Normally, I’d have killed the call by the fourth syllable but … maybe it was: the extenuating extension of the season; or the fella’s voice was so soothing; or, mostly maybe, it was the umimpeachably good cause from an institution I had depended upon.

There must be a ring-bound, colour-tabbed, seasonally updated Manual of Guilt-Leverage which no doubt is written up in bullet points and that phone workers read off.

Add your charity guilted stories here.

Our film blog Cinetology has the reviews on all the best summer viewing, from the latest Disney flick The Princess and the Frog, to Peter Jackson’s take on the literary favourite The Lovely Bones, George Clooney’s much-hyped Up in the Air and Meryl Streep’s latest romcom It’s Complicated.

Our new travel blog Back in a Bit is taking off and spreading its wings, as Scott Bridges blogs his way through the gastro, bathing elephants, movie sets and plastic dinosaurs of India.

The men’s queue for ferry tickets was already extremely long, but the queue for ladies was much shorter so Spyker got to stand in line while I watched the backpacks from outside of the crush of bodies. Neither of the lines were moving because for some reason that must make perfect sense to somebody, the ticket seller wasn’t selling tickets. Over the next 20 minutes the queue kept getting longer, by now holding at least 150 people, but the ticket seller just kept reading his paper. Finally, after tensions started to visibly rise amongst those waiting, he decided to relieve some customers of their Rs. 2.50. Lisa was about 20 people from the front of the women’s line but just before she got to the window the ticket seller stopped again. For no apparent reason. By this stage I could see the ferry approaching from across the harbour, and could see over a hundred people still waiting in line, and I knew that it was going to be tight. Eventually, with the ferry preparing to dock, the customer service officer again decided to service some customers, Lisa finally got to hand over five rupees in exchange for two stubs of paper, and we joined the crush of bodies pushing and shoving for a seat on the ferry.
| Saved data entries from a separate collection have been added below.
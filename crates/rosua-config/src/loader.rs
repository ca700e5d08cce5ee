use std::path::{Path, PathBuf};

use rosua_common::{Error, Result};
use tracing::{debug, info};

use crate::model::AppConfig;

/// File names probed in the working directory when no config path is given.
const DEFAULT_CONFIG_FILES: [&str; 3] = ["rosua.yml", "rosua.yaml", "rosua.toml"];

pub struct ConfigLoader;

impl ConfigLoader {
    /// Read a YAML or TOML config file, chosen by extension.
    pub fn load(path: &Path) -> Result<AppConfig> {
        let contents = std::fs::read_to_string(path)
            .map_err(|e| Error::Config(format!("failed to read {}: {e}", path.display())))?;

        let ext = path.extension().and_then(|e| e.to_str()).unwrap_or("");
        let config = match ext {
            "yml" | "yaml" => serde_yaml::from_str(&contents)
                .map_err(|e| Error::Config(format!("YAML parse error: {e}")))?,
            "toml" => toml::from_str(&contents)
                .map_err(|e| Error::Config(format!("TOML parse error: {e}")))?,
            other => {
                return Err(Error::Config(format!(
                    "unsupported config extension: {other}"
                )));
            }
        };

        info!("config loaded from {}", path.display());
        Ok(config)
    }

    /// Load `path` when given, otherwise the first default file present in
    /// `dir`, otherwise built-in defaults.
    pub fn load_or_default(path: Option<&Path>, dir: &Path) -> Result<AppConfig> {
        if let Some(path) = path {
            return Self::load(path);
        }
        match Self::find_default(dir) {
            Some(found) => Self::load(&found),
            None => {
                debug!("no config file found in {}, using defaults", dir.display());
                Ok(AppConfig::default())
            }
        }
    }

    fn find_default(dir: &Path) -> Option<PathBuf> {
        DEFAULT_CONFIG_FILES
            .iter()
            .map(|name| dir.join(name))
            .find(|candidate| candidate.is_file())
    }
}
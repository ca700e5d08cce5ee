use std::path::Path;

use rosua_common::{Error, Result};
use rusqlite::Connection;

/// Upper bound on a version identifier; it is the ledger's primary key and
/// the column is `VARCHAR(191)`.
pub const MAX_VERSION_LEN: usize = 191;

/// A unit of schema or data change.
///
/// Instances are created right before they run and dropped afterwards.
pub trait Migration {
    /// Identifier recorded in the ledger. Must sort after every migration
    /// this one depends on.
    fn version(&self) -> &str;

    /// Apply the change.
    fn up(&self, conn: &Connection) -> Result<()>;

    /// Whether `up` may run inside a transaction opened by the migrator.
    /// Return `false` for bodies that begin or commit their own transactions
    /// or change connection state that SQLite ignores inside a transaction,
    /// such as `PRAGMA foreign_keys`.
    fn transactional(&self) -> bool {
        true
    }

    /// Revert the change. Never invoked by the migrator.
    fn down(&self, _conn: &Connection) -> Result<()> {
        Err(Error::InvalidMigration(format!(
            "{} has no down step",
            self.version()
        )))
    }
}

/// Check that `version` can be stored in the ledger and orders predictably:
/// ASCII alphanumerics and `_` only, a leading digit, at most
/// [`MAX_VERSION_LEN`] bytes.
pub fn validate_version(version: &str) -> Result<()> {
    if version.is_empty() {
        return Err(Error::InvalidMigration("version cannot be empty".into()));
    }
    if version.len() > MAX_VERSION_LEN {
        return Err(Error::InvalidMigration(format!(
            "version {version} is longer than {MAX_VERSION_LEN} characters"
        )));
    }
    if !version.starts_with(|c: char| c.is_ascii_digit()) {
        return Err(Error::InvalidMigration(format!(
            "version {version} must start with a digit"
        )));
    }
    if let Some(bad) = version
        .chars()
        .find(|c| !(c.is_ascii_alphanumeric() || *c == '_'))
    {
        return Err(Error::InvalidMigration(format!(
            "version {version} contains invalid character {bad:?}"
        )));
    }
    Ok(())
}

/// Statements that either control transactions themselves or are ignored
/// or refused by SQLite inside an open transaction.
const CONNECTION_LEVEL_KEYWORDS: [&str; 10] = [
    "BEGIN", "COMMIT", "END", "ROLLBACK", "SAVEPOINT", "RELEASE", "PRAGMA", "VACUUM", "ATTACH",
    "DETACH",
];

/// Whether `sql` contains a statement from [`CONNECTION_LEVEL_KEYWORDS`].
/// The `BEGIN ... END` body of a `CREATE TRIGGER` does not count.
pub fn controls_connection(sql: &str) -> bool {
    let stripped = strip_comments(sql);
    let mut in_trigger = false;

    for statement in stripped.split(';') {
        let mut words = statement.split_whitespace().map(str::to_ascii_uppercase);
        let Some(first) = words.next() else {
            continue;
        };

        if in_trigger {
            if first == "END" {
                in_trigger = false;
            }
            continue;
        }
        if first == "CREATE" && words.take(3).any(|w| w == "TRIGGER") {
            in_trigger = true;
            continue;
        }
        if CONNECTION_LEVEL_KEYWORDS.contains(&first.as_str()) {
            return true;
        }
    }
    false
}

fn strip_comments(sql: &str) -> String {
    let mut out = String::with_capacity(sql.len());
    let mut rest = sql;
    while !rest.is_empty() {
        if let Some(after) = rest.strip_prefix("--") {
            rest = after.find('\n').map_or("", |i| &after[i..]);
        } else if let Some(after) = rest.strip_prefix("/*") {
            rest = after.find("*/").map_or("", |i| &after[i + 2..]);
            out.push(' ');
        } else {
            let mut chars = rest.chars();
            if let Some(c) = chars.next() {
                out.push(c);
            }
            rest = chars.as_str();
        }
    }
    out
}

/// A migration backed by plain SQL scripts.
#[derive(Debug, Clone)]
pub struct SqlMigration {
    version: String,
    up_sql: String,
    down_sql: Option<String>,
    transactional: bool,
}

impl SqlMigration {
    pub fn new(version: impl Into<String>, up_sql: impl Into<String>, down_sql: Option<String>) -> Self {
        let up_sql = up_sql.into();
        Self {
            version: version.into(),
            transactional: !controls_connection(&up_sql),
            up_sql,
            down_sql,
        }
    }

    /// Read the `up` script and, when present, the `down` script.
    pub fn load(version: &str, up_path: &Path, down_path: Option<&Path>) -> Result<Self> {
        let up_sql = read_script(up_path)?;
        let down_sql = down_path.map(read_script).transpose()?;
        Ok(Self::new(version, up_sql, down_sql))
    }
}

fn read_script(path: &Path) -> Result<String> {
    std::fs::read_to_string(path)
        .map_err(|e| Error::Filesystem(format!("failed to read {}: {e}", path.display())))
}

impl Migration for SqlMigration {
    fn version(&self) -> &str {
        &self.version
    }

    fn up(&self, conn: &Connection) -> Result<()> {
        conn.execute_batch(&self.up_sql)
            .map_err(|e| Error::Database(format!("up script failed: {e}")))
    }

    fn transactional(&self) -> bool {
        self.transactional
    }

    fn down(&self, conn: &Connection) -> Result<()> {
        match &self.down_sql {
            Some(sql) => conn
                .execute_batch(sql)
                .map_err(|e| Error::Database(format!("down script failed: {e}"))),
            None => Err(Error::InvalidMigration(format!(
                "{} has no down script",
                self.version
            ))),
        }
    }
}
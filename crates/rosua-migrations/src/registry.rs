use std::collections::BTreeMap;
use std::sync::Arc;

use rosua_common::{Error, Result};
use rusqlite::Connection;

use crate::migration::{Migration, validate_version};

/// Builds a fresh migration instance for one run.
pub type MigrationFactory = Box<dyn Fn() -> Box<dyn Migration> + Send + Sync>;

type UpFn = dyn Fn(&Connection) -> Result<()> + Send + Sync;

/// Explicit table of Rust-defined migrations, keyed by namespace and then
/// by version.
#[derive(Default)]
pub struct MigrationRegistry {
    namespaces: BTreeMap<String, BTreeMap<String, MigrationFactory>>,
}

impl MigrationRegistry {
    pub fn new() -> Self {
        Self::default()
    }

    /// Register a factory for `version` under `namespace`.
    pub fn register<F, M>(
        &mut self,
        namespace: impl Into<String>,
        version: impl Into<String>,
        factory: F,
    ) -> Result<()>
    where
        F: Fn() -> M + Send + Sync + 'static,
        M: Migration + 'static,
    {
        let namespace = namespace.into();
        let version = version.into();
        validate_version(&version)?;

        let versions = self.namespaces.entry(namespace.clone()).or_default();
        if versions.contains_key(&version) {
            return Err(Error::InvalidMigration(format!(
                "version {version} is already registered in {namespace}"
            )));
        }
        versions.insert(
            version,
            Box::new(move || Box::new(factory()) as Box<dyn Migration>),
        );
        Ok(())
    }

    /// Register a migration value; each run gets its own clone.
    pub fn add<M>(&mut self, namespace: impl Into<String>, migration: M) -> Result<()>
    where
        M: Migration + Clone + Send + Sync + 'static,
    {
        let version = migration.version().to_string();
        self.register(namespace, version, move || migration.clone())
    }

    /// Register a closure as the `up` body of `version`.
    pub fn register_fn<F>(
        &mut self,
        namespace: impl Into<String>,
        version: impl Into<String>,
        up: F,
    ) -> Result<()>
    where
        F: Fn(&Connection) -> Result<()> + Send + Sync + 'static,
    {
        let version = version.into();
        let up: Arc<UpFn> = Arc::new(up);
        let key = version.clone();
        self.register(namespace, key, move || FnMigration {
            version: version.clone(),
            up: Arc::clone(&up),
        })
    }

    /// Versions registered under `namespace`, ascending.
    pub fn versions<'a>(&'a self, namespace: &str) -> impl Iterator<Item = &'a str> + use<'a> {
        self.namespaces
            .get(namespace)
            .into_iter()
            .flat_map(|versions| versions.keys().map(String::as_str))
    }

    /// Build the migration for `version`, checking the instance reports the
    /// version it was registered under.
    pub fn instantiate(&self, namespace: &str, version: &str) -> Result<Box<dyn Migration>> {
        let factory = self
            .namespaces
            .get(namespace)
            .and_then(|versions| versions.get(version))
            .ok_or_else(|| {
                Error::NotFound(format!("migration {version} is not registered in {namespace}"))
            })?;

        let migration = factory();
        if migration.version() != version {
            return Err(Error::InvalidMigration(format!(
                "migration registered as {version} reports version {}",
                migration.version()
            )));
        }
        Ok(migration)
    }

    pub fn len(&self) -> usize {
        self.namespaces.values().map(BTreeMap::len).sum()
    }

    pub fn is_empty(&self) -> bool {
        self.len() == 0
    }
}

struct FnMigration {
    version: String,
    up: Arc<UpFn>,
}

impl Migration for FnMigration {
    fn version(&self) -> &str {
        &self.version
    }

    fn up(&self, conn: &Connection) -> Result<()> {
        (self.up)(conn)
    }
}
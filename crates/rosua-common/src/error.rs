use thiserror::Error;

pub type Result<T> = std::result::Result<T, Error>;

#[derive(Error, Debug)]
pub enum Error {
    #[error("configuration error: {0}")]
    Config(String),

    #[error("filesystem error: {0}")]
    Filesystem(String),

    #[error("database error: {0}")]
    Database(String),

    /// A migration body failed. Carries the version so callers can report
    /// exactly where a run stopped.
    #[error("migration {version} failed: {message}")]
    Migration { version: String, message: String },

    #[error("invalid migration: {0}")]
    InvalidMigration(String),

    #[error("not found: {0}")]
    NotFound(String),

    #[error("{0}")]
    Other(String),
}

impl Error {
    /// Wrap any error raised while applying `version`.
    pub fn migration(version: impl Into<String>, err: impl std::fmt::Display) -> Self {
        Self::Migration {
            version: version.into(),
            message: err.to_string(),
        }
    }

    /// The version whose body failed, if this is a migration failure.
    pub fn failed_version(&self) -> Option<&str> {
        match self {
            Self::Migration { version, .. } => Some(version),
            _ => None,
        }
    }
}

#[cfg(test)]
mod tests {
    use super::Error;

    #[test]
    fn error_display_includes_context() {
        let e = Error::Config("bad yaml".into());
        assert_eq!(e.to_string(), "configuration error: bad yaml");

        let e = Error::Database("lock failed".into());
        assert_eq!(e.to_string(), "database error: lock failed");

        let e = Error::InvalidMigration("duplicate version".into());
        assert_eq!(e.to_string(), "invalid migration: duplicate version");

        let e = Error::Other("misc".into());
        assert_eq!(e.to_string(), "misc");
    }

    #[test]
    fn migration_error_names_failing_version() {
        let e = Error::migration("20230102000000", "no such table: users");
        assert_eq!(
            e.to_string(),
            "migration 20230102000000 failed: no such table: users"
        );
        assert_eq!(e.failed_version(), Some("20230102000000"));
        assert_eq!(Error::Other("x".into()).failed_version(), None);
    }
}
To amuse myself during this whole episode I had watched the constant stream of men walk into the ferry terminal, straight past the queue and up to the ticket window, and attempt to shamelessly push into the very front of the line. This is apparently how Indian queues have long worked, and is one of the main reasons why women get their own queue (along with the famously wandering hands of Indian men), but a few times now I’ve seen both officials and queuing customers angrily scold men that attempt to subvert the queuing process and get themselves served straight away. That’s not to say that queues are orderly – they’re not – but the queue-jumping just doesn’t seem to be as blatant as it once was.

And join in the discussion over what the current decade is called, on the Crikey Team blog.

We are now in a new decade, the 2010s.

All right, so you may be of the ‘but a decade doesn’t start until 2011’ school of thought. Too bad, because I think the rest of the world has decided it is a new decade, and thank god, cause the noughties were getting a little old. But at least “the noughties” had a witty little moniker …

But does this decade actually have a name yet?

Top (or worst, depending on your opinion) suggestions includes “the tenners”, “the tensions” and “the decadents”. Or perhaps, “Steve” (just because) or “the porkies” (since we’re so fat). Got a hilarious suggestion?

There you go. Now you’ve caught up on all your holiday reading and it didn’t involve a single Stephen King novel.